=== RECORD SET ===
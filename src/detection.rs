use serde_derive::{Deserialize, Serialize};

/// Contains (x,y) of the center and (width,height) of a candidate box
#[derive(Serialize, Deserialize, Debug, Clone, Copy, PartialEq)]
pub struct Detection {
    pub x: f32,
    pub y: f32,
    pub w: f32,
    pub h: f32,
    #[serde(rename = "p")]
    pub confidence: f32,
}

impl Detection {
    pub fn iou(&self, other: &Detection) -> f32 {
        let b1_area = (self.w + 1.) * (self.h + 1.);
        let (xmin, xmax, ymin, ymax) = (self.xmin(), self.xmax(), self.ymin(), self.ymax());

        let b2_area = (other.w + 1.) * (other.h + 1.);

        let i_xmin = xmin.max(other.xmin());
        let i_xmax = xmax.min(other.xmax());
        let i_ymin = ymin.max(other.ymin());
        let i_ymax = ymax.min(other.ymax());
        let i_area = (i_xmax - i_xmin + 1.).max(0.) * (i_ymax - i_ymin + 1.).max(0.);

        (i_area) / (b1_area + b2_area - i_area)
    }

    #[inline(always)]
    pub fn xmax(&self) -> f32 {
        self.x + self.w / 2.
    }

    #[inline(always)]
    pub fn ymax(&self) -> f32 {
        self.y + self.h / 2.
    }

    #[inline(always)]
    pub fn xmin(&self) -> f32 {
        self.x - self.w / 2.
    }

    #[inline(always)]
    pub fn ymin(&self) -> f32 {
        self.y - self.h / 2.
    }
}

#[cfg(test)]
mod tests {
    use super::*;

    fn det(x: f32, y: f32, w: f32, h: f32) -> Detection {
        Detection {
            x,
            y,
            w,
            h,
            confidence: 1.0,
        }
    }

    #[test]
    fn iou_of_identical_boxes_is_one() {
        let a = det(50.0, 50.0, 20.0, 20.0);
        assert!((a.iou(&a) - 1.0).abs() < 1e-6);
    }

    #[test]
    fn iou_of_disjoint_boxes_is_zero() {
        let a = det(10.0, 10.0, 4.0, 4.0);
        let b = det(100.0, 100.0, 4.0, 4.0);
        assert_eq!(a.iou(&b), 0.0);
    }

    #[test]
    fn iou_is_symmetric() {
        let a = det(50.0, 50.0, 20.0, 20.0);
        let b = det(55.0, 52.0, 20.0, 20.0);
        assert!((a.iou(&b) - b.iou(&a)).abs() < 1e-6);
    }
}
===
- [YOUR GOAL]
Look over the records. Copy the lines that include the word "Deserialize".

- [WRITTEN RESPONSE]
use serde_derive::{Deserialize, Serialize};
#[derive(Serialize, Deserialize, Debug, Clone, Copy, PartialEq)]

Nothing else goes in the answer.